Se laisser submerger par ce qui nous reste du meilleur de l’être aimé que l’on regrette de n’avoir pas vu davantage. Ma tendre et adorée grand-mère serrée contre moi pour la dernière fois au printemps : battante, elle remarchait avec son déambulateur, se forçant à cet effort quotidien qui entretenait sa dignité humaine. Toujours coquette, des escarpins aux pieds, quitte à souffrir à chaque pas, pour ne pas céder à la confortable facilité de grosses Nike ou assimilés.

 

Invraisemblable et absurde pour le commun de mes contemporains, elle était tout entière dans cet acharnement archaïque : point de culte du carpe diem, mais un attachement forcené à son paraître qui allait bien au-delà d’une banale question d’apparence. C’est toute une philosophie de l’effort existentiel qui transparaissait chez elle, comme une vigie urticante pour se rappeler de l’attention constante qu’on doit avoir à se détacher de nos penchants barbares, ceux qui font ressembler certains coins de notre planète à des aires sanglantes. 

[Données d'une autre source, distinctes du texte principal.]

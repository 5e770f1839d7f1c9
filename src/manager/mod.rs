mod manager;
mod types;
mod worker;

pub use manager::{UploadManager, UploadManagerHandle};
pub use types::ManagerCommand;
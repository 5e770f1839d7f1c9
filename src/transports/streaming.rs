use std::time::Duration;
use reqwest::multipart::{Form, Part};
use reqwest::{Body, Client, Method};
use tokio::fs::File;
use tokio_util::io::ReaderStream;
use crate::core::{
    Result, TransferRequest, TransportCapabilities, TransportHandle, TransportResponse, TransportSink,
    TransportStrategy, UploaderError,
};
use super::progress_stream::ProgressStream;
use super::{build_client, spawn_transfer};

/// Multipart upload with a streamed file part.
#[derive(Debug, Clone)]
pub struct StreamingTransport {
    client: Client,
}

impl StreamingTransport {
    pub fn new(timeout: Duration) -> Result<Self> {
        Ok(Self { client: build_client(timeout)? })
    }

    pub fn with_client(client: Client) -> Self {
        Self { client }
    }
}

impl TransportStrategy for StreamingTransport {
    fn begin(&self, request: TransferRequest, sink: TransportSink) -> TransportHandle {
        let handle = TransportHandle::new();
        let client = self.client.clone();
        let progress_sink = sink.clone();
        spawn_transfer(&handle, sink, async move { send(&client, request, progress_sink).await });
        handle
    }

    fn capabilities(&self) -> TransportCapabilities {
        TransportCapabilities {
            reports_size: true,
            reports_progress: true,
        }
    }

    fn name(&self) -> &str {
        "streaming"
    }
}

async fn send(client: &Client, request: TransferRequest, sink: TransportSink) -> Result<TransportResponse> {
    let method = parse_method(&request.method)?;

    let file = File::open(&request.path).await?;
    let total = match request.size {
        Some(size) => size,
        None => file.metadata().await?.len(),
    };

    let stream = ProgressStream::new(ReaderStream::new(file), sink, total);
    let part = Part::stream_with_length(Body::wrap_stream(stream), total).file_name(request.name.clone());

    let mut form = Form::new();
    for (key, value) in request.form_fields {
        form = form.text(key, value);
    }
    let form = form.part(request.field_name, part);

    let mut builder = client
        .request(method, &request.url)
        .header("X-Requested-With", "XMLHttpRequest");
    for (key, value) in &request.headers {
        builder = builder.header(key.as_str(), value.as_str());
    }

    let response = builder.multipart(form).send().await?;
    let status = response.status().as_u16();
    let body = response.text().await?;

    Ok(TransportResponse::new(Some(status), body))
}

pub(super) fn parse_method(method: &str) -> Result<Method> {
    Method::from_bytes(method.to_ascii_uppercase().as_bytes())
        .map_err(|_| UploaderError::config(format!("invalid HTTP method: {}", method)))
}
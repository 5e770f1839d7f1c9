use std::sync::Arc;
use tokio::sync::{broadcast, mpsc};
use tracing::{debug, error, info, warn};
use crate::config::UploaderConfig;
use super::clock::{Clock, SystemClock};
use super::errors::{HandlerError, Result, UploaderError};
use super::events::{EventBus, EventHandler, Outcome};
use super::messages::{render_message, FileInfo};
use super::progress::ProgressTracker;
use super::queue::JobQueue;
use super::traits::{
    FailureReason, TransferRequest, TransportEvent, TransportEventKind, TransportSink,
    TransportStrategy,
};
use super::types::{EventKind, FileSource, Job, JobId, JobStatus, TransportResponse, UploadEvent};
use super::validator::FileValidator;

/// The scheduler facade.
///
/// Single owner of the job queue: every state change goes through `&mut self`,
/// so invariants hold as long as callers serialize access (the manager actor
/// does). Transports report back through the channel returned by [`Uploader::new`];
/// feed those events to [`Uploader::handle_transport_event`].
pub struct Uploader {
    config: UploaderConfig,
    queue: JobQueue,
    bus: EventBus,
    transport: Arc<dyn TransportStrategy>,
    clock: Arc<dyn Clock>,
    events_tx: mpsc::UnboundedSender<TransportEvent>,
    observer: Option<broadcast::Sender<UploadEvent>>,
    destroyed: bool,
}
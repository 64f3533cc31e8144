//! ---
//! cd_section: "01-core-functionality"
//! cd_subsection: "module"
//! cd_type: "source"
//! cd_scope: "code"
//! cd_description: "Shared primitives for the certdesk workspace."
//! cd_version: "v0.0.0-prealpha"
//! cd_owner: "tbd"
//! ---
//! Configuration loading and tracing setup consumed by the daemon and the API crate.

pub mod config;
pub mod logging;

pub use config::{AppConfig, Backend, LoadedAppConfig, LoggingConfig, RemoteConfig, ServerConfig};
pub use logging::{init_stdout, init_tracing, LogFormat};
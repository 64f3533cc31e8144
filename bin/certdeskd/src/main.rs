//! ---
//! cd_section: "01-core-functionality"
//! cd_subsection: "binary"
//! cd_type: "source"
//! cd_scope: "code"
//! cd_description: "Binary entrypoint for the certdesk daemon."
//! cd_version: "v0.0.0-prealpha"
//! cd_owner: "tbd"
//! ---
use std::net::SocketAddr;
use std::path::PathBuf;
use std::sync::Arc;

use anyhow::{Context, Result};
use certdesk_api::{new_registry, spawn_api_server, ApiMetrics, ApiState};
use certdesk_common::{init_tracing, AppConfig, Backend};
use certdesk_store::CertificateStore;
use clap::{Parser, Subcommand, ValueEnum};
use tokio::signal;
use tracing::{info, warn};

#[derive(Debug, Parser)]
#[command(
    author,
    version = concat!("certdesk ", env!("CARGO_PKG_VERSION")),
    about = "Certificate registry daemon backed by an FTP/FTPS server",
    long_about = None
)]
struct Cli {
    #[arg(long, value_name = "FILE", help = "Path to configuration file")]
    config: Option<PathBuf>,

    #[arg(long, value_name = "ADDR", help = "Override the HTTP listen address")]
    listen: Option<SocketAddr>,

    #[arg(long, value_enum, help = "Override the remote storage backend")]
    backend: Option<CliBackend>,

    #[command(subcommand)]
    command: Option<Commands>,
}

#[derive(Debug, Clone, Copy, ValueEnum)]
enum CliBackend {
    Ftp,
    Memory,
}

impl From<CliBackend> for Backend {
    fn from(value: CliBackend) -> Self {
        match value {
            CliBackend::Ftp => Backend::Ftp,
            CliBackend::Memory => Backend::Memory,
        }
    }
}

#[derive(Debug, Subcommand)]
enum Commands {
    #[command(about = "Serve the HTTP API")]
    Run,
    #[command(about = "Validate configuration and print the effective settings")]
    CheckConfig,
}

#[tokio::main]
async fn main() -> Result<()> {
    let cli = Cli::parse();

    let mut candidates = Vec::new();
    if let Some(path) = &cli.config {
        candidates.push(path.clone());
    }
    candidates.push(PathBuf::from("configs/certdesk.toml"));

    let loaded = AppConfig::load_with_source(&candidates)?;
    let mut config = loaded.config;
    if let Some(listen) = cli.listen {
        config.server.listen = listen;
    }
    if let Some(backend) = cli.backend {
        config.remote.backend = backend.into();
    }
    config.validate()?;

    match cli.command.unwrap_or(Commands::Run) {
        Commands::Run => {
            init_tracing("certdeskd", &config.logging)?;
            match &loaded.source {
                Some(path) => info!(config_path = %path.display(), "configuration loaded"),
                None => info!("no configuration file found; running with defaults"),
            }
            run_daemon(config).await?
        }
        Commands::CheckConfig => {
            let rendered = toml::to_string_pretty(&config)
                .context("failed to render effective configuration")?;
            if let Some(path) = &loaded.source {
                println!("# loaded from {}", path.display());
            }
            print!("{rendered}");
        }
    }

    Ok(())
}

async fn run_daemon(config: AppConfig) -> Result<()> {
    if config.remote.backend == Backend::Memory {
        warn!("memory backend selected; certificates will not survive a restart");
    }
    let store = CertificateStore::from_config(&config.remote);
    info!(
        backend = store.backend(),
        base_dir = store.layout().base_dir(),
        "certificate store ready"
    );

    let metrics = ApiMetrics::new(new_registry())?;
    let state = Arc::new(ApiState::new(store, metrics));
    let server = spawn_api_server(state, &config.server)?;
    info!(address = %server.addr(), "daemon running; waiting for termination signal");

    signal::ctrl_c().await?;
    info!("ctrl-c received; shutting down");
    server.shutdown().await?;
    Ok(())
}
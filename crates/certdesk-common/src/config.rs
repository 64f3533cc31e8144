//! ---
//! cd_section: "01-core-functionality"
//! cd_subsection: "module"
//! cd_type: "source"
//! cd_scope: "code"
//! cd_description: "Configuration model and loader for the certdesk daemon."
//! cd_version: "v0.0.0-prealpha"
//! cd_owner: "tbd"
//! ---
use std::fs;
use std::net::SocketAddr;
use std::path::{Path, PathBuf};
use std::time::Duration;

use anyhow::{anyhow, Context, Result};
use serde::{Deserialize, Serialize};
use serde_with::{serde_as, DurationSeconds};
use tracing::debug;

use crate::logging::LogFormat;

fn default_listen() -> SocketAddr {
    SocketAddr::from(([0, 0, 0, 0], 3000))
}

fn default_max_upload_bytes() -> usize {
    10 * 1024 * 1024
}

fn default_base_dir() -> String {
    "/certificates".to_owned()
}

fn default_connect_timeout() -> Duration {
    Duration::from_secs(10)
}

fn default_logging_directory() -> PathBuf {
    PathBuf::from("target/logs")
}

fn default_log_format() -> LogFormat {
    LogFormat::StructuredJson
}

/// Primary configuration object for the certdesk daemon.
#[derive(Debug, Clone, Default, Serialize, Deserialize)]
pub struct AppConfig {
    #[serde(default)]
    pub server: ServerConfig,
    #[serde(default)]
    pub remote: RemoteConfig,
    #[serde(default)]
    pub logging: LoggingConfig,
}

/// Metadata describing where an [`AppConfig`] was loaded from.
#[derive(Debug, Clone)]
pub struct LoadedAppConfig {
    pub config: AppConfig,
    /// `None` when no file was found and the built-in defaults are in effect.
    pub source: Option<PathBuf>,
}

impl AppConfig {
    pub const ENV_CONFIG_PATH: &'static str = "CERTDESK_CONFIG";

    /// Load configuration from the first existing candidate, respecting the
    /// `CERTDESK_CONFIG` override. Falls back to defaults when nothing exists.
    pub fn load_with_source<P: AsRef<Path>>(candidates: &[P]) -> Result<LoadedAppConfig> {
        if let Ok(env_path) = std::env::var(Self::ENV_CONFIG_PATH) {
            if !env_path.trim().is_empty() {
                let path = PathBuf::from(env_path);
                let config = Self::from_path(&path)?;
                return Ok(LoadedAppConfig {
                    config,
                    source: Some(path),
                });
            }
        }

        for candidate in candidates {
            let path = candidate.as_ref();
            if path.exists() {
                let config = Self::from_path(path)?;
                return Ok(LoadedAppConfig {
                    config,
                    source: Some(path.to_path_buf()),
                });
            }
        }

        debug!("no configuration file found; using defaults");
        let config = Self::default();
        config.validate()?;
        Ok(LoadedAppConfig {
            config,
            source: None,
        })
    }

    /// Read and validate a configuration file that must exist.
    pub fn from_path(path: impl AsRef<Path>) -> Result<Self> {
        let path = path.as_ref();
        debug!(config_path = %path.display(), "loading configuration");
        let contents = fs::read_to_string(path)
            .with_context(|| format!("unable to read config file {}", path.display()))?;
        contents
            .parse::<AppConfig>()
            .with_context(|| format!("invalid config file {}", path.display()))
    }

    /// Validate structural invariants.
    pub fn validate(&self) -> Result<()> {
        self.server.validate()?;
        self.remote.validate()?;
        Ok(())
    }
}

impl std::str::FromStr for AppConfig {
    type Err = anyhow::Error;

    fn from_str(content: &str) -> std::result::Result<Self, Self::Err> {
        let config: AppConfig =
            toml::from_str(content).with_context(|| "failed to parse configuration")?;
        config.validate()?;
        Ok(config)
    }
}

/// HTTP listener settings.
#[derive(Debug, Clone, Serialize, Deserialize)]
pub struct ServerConfig {
    #[serde(default = "default_listen")]
    pub listen: SocketAddr,
    /// Directory holding the front-end page. The embedded page is served when unset.
    #[serde(default)]
    pub static_dir: Option<PathBuf>,
    #[serde(default = "default_max_upload_bytes")]
    pub max_upload_bytes: usize,
    /// Attach a permissive CORS layer to the API routes.
    #[serde(default)]
    pub cors: bool,
}

impl Default for ServerConfig {
    fn default() -> Self {
        Self {
            listen: default_listen(),
            static_dir: None,
            max_upload_bytes: default_max_upload_bytes(),
            cors: false,
        }
    }
}

impl ServerConfig {
    pub fn validate(&self) -> Result<()> {
        if self.max_upload_bytes == 0 {
            return Err(anyhow!("server.max_upload_bytes must be greater than zero"));
        }
        if let Some(dir) = &self.static_dir {
            if !dir.is_dir() {
                return Err(anyhow!(
                    "server static_dir {} does not exist or is not a directory",
                    dir.display()
                ));
            }
        }
        Ok(())
    }
}

/// Which implementation sits behind the remote session seam.
#[derive(Debug, Copy, Clone, Serialize, Deserialize, PartialEq, Eq, Hash, Default)]
#[serde(rename_all = "lowercase")]
pub enum Backend {
    #[default]
    Ftp,
    /// Process-local store that accepts any credentials. Contents vanish on exit.
    Memory,
}

impl Backend {
    pub fn as_str(&self) -> &'static str {
        match self {
            Backend::Ftp => "ftp",
            Backend::Memory => "memory",
        }
    }
}

impl std::str::FromStr for Backend {
    type Err = String;

    fn from_str(s: &str) -> Result<Self, Self::Err> {
        match s.to_lowercase().as_str() {
            "ftp" => Ok(Backend::Ftp),
            "memory" => Ok(Backend::Memory),
            other => Err(format!("unknown backend: {}", other)),
        }
    }
}

/// Remote file store settings. Credentials are never part of the configuration.
#[serde_as]
#[derive(Debug, Clone, Serialize, Deserialize)]
pub struct RemoteConfig {
    #[serde(default)]
    pub backend: Backend,
    #[serde(default = "default_base_dir")]
    pub base_dir: String,
    #[serde(default = "default_connect_timeout", rename = "connect_timeout_secs")]
    #[serde_as(as = "DurationSeconds<u64>")]
    pub connect_timeout: Duration,
}

impl Default for RemoteConfig {
    fn default() -> Self {
        Self {
            backend: Backend::default(),
            base_dir: default_base_dir(),
            connect_timeout: default_connect_timeout(),
        }
    }
}

impl RemoteConfig {
    pub fn validate(&self) -> Result<()> {
        let trimmed = self.base_dir.trim_end_matches('/');
        if !self.base_dir.starts_with('/') || trimmed.is_empty() {
            return Err(anyhow!(
                "remote.base_dir must be an absolute directory below the root, got '{}'",
                self.base_dir
            ));
        }
        if self.connect_timeout.is_zero() {
            return Err(anyhow!("remote.connect_timeout_secs must be greater than zero"));
        }
        Ok(())
    }
}

#[derive(Debug, Clone, Serialize, Deserialize)]
pub struct LoggingConfig {
    #[serde(default = "default_logging_directory")]
    pub directory: PathBuf,
    #[serde(default = "default_log_format")]
    pub format: LogFormat,
    #[serde(default)]
    pub file_prefix: Option<String>,
}

impl Default for LoggingConfig {
    fn default() -> Self {
        Self {
            directory: default_logging_directory(),
            format: default_log_format(),
            file_prefix: None,
        }
    }
}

Ses escarpins combattaient cette tendance si absorbante au laisser-faire, à l’aune de ses instincts. Son visage respirait ce combat sur elle-même qui, malgré sa place de quasi doyenne de La Providence (sa maison de retraite), tranchait sur la plupart des occupants.

 

Ma princesse-grand-mère avait toute la conscience d’elle-même, n’hésitant jamais à amplifier son désagrément d’être un « poids » pour nous dans telle ou telle situation, ce qu’elle n’a bien sûr jamais été. Ses tendres râlages la mettaient à des années-lumière de la vieillesse impotente qui ne donne plus l’illusion que par ce que la personne a été…

 

Ma grand-mère a été elle-même à chaque instant, totalement en emprise sur le présent, d’une capacité à être par sa tête qui aurait pu faire passer pour de vagues légumes nombre de plus, beaucoup plus jeunes…

 

Ma grand-mère, à embrasser de tout mon amour, n’est plus, et je tourneboule mes souvenirs sans savoir par quelle facette les aborder. Ne sachant résumer en quelques malheureuses paroles, et ne possédant pas une mémoire du détail factuel, je me résous à l’essentiel : lui adresser, par-delà son récent départ, mes plus chaudes et reconnaissantes pensées pour la belle et fabuleuse grand-mère qu’elle n’a jamais cessé d’être.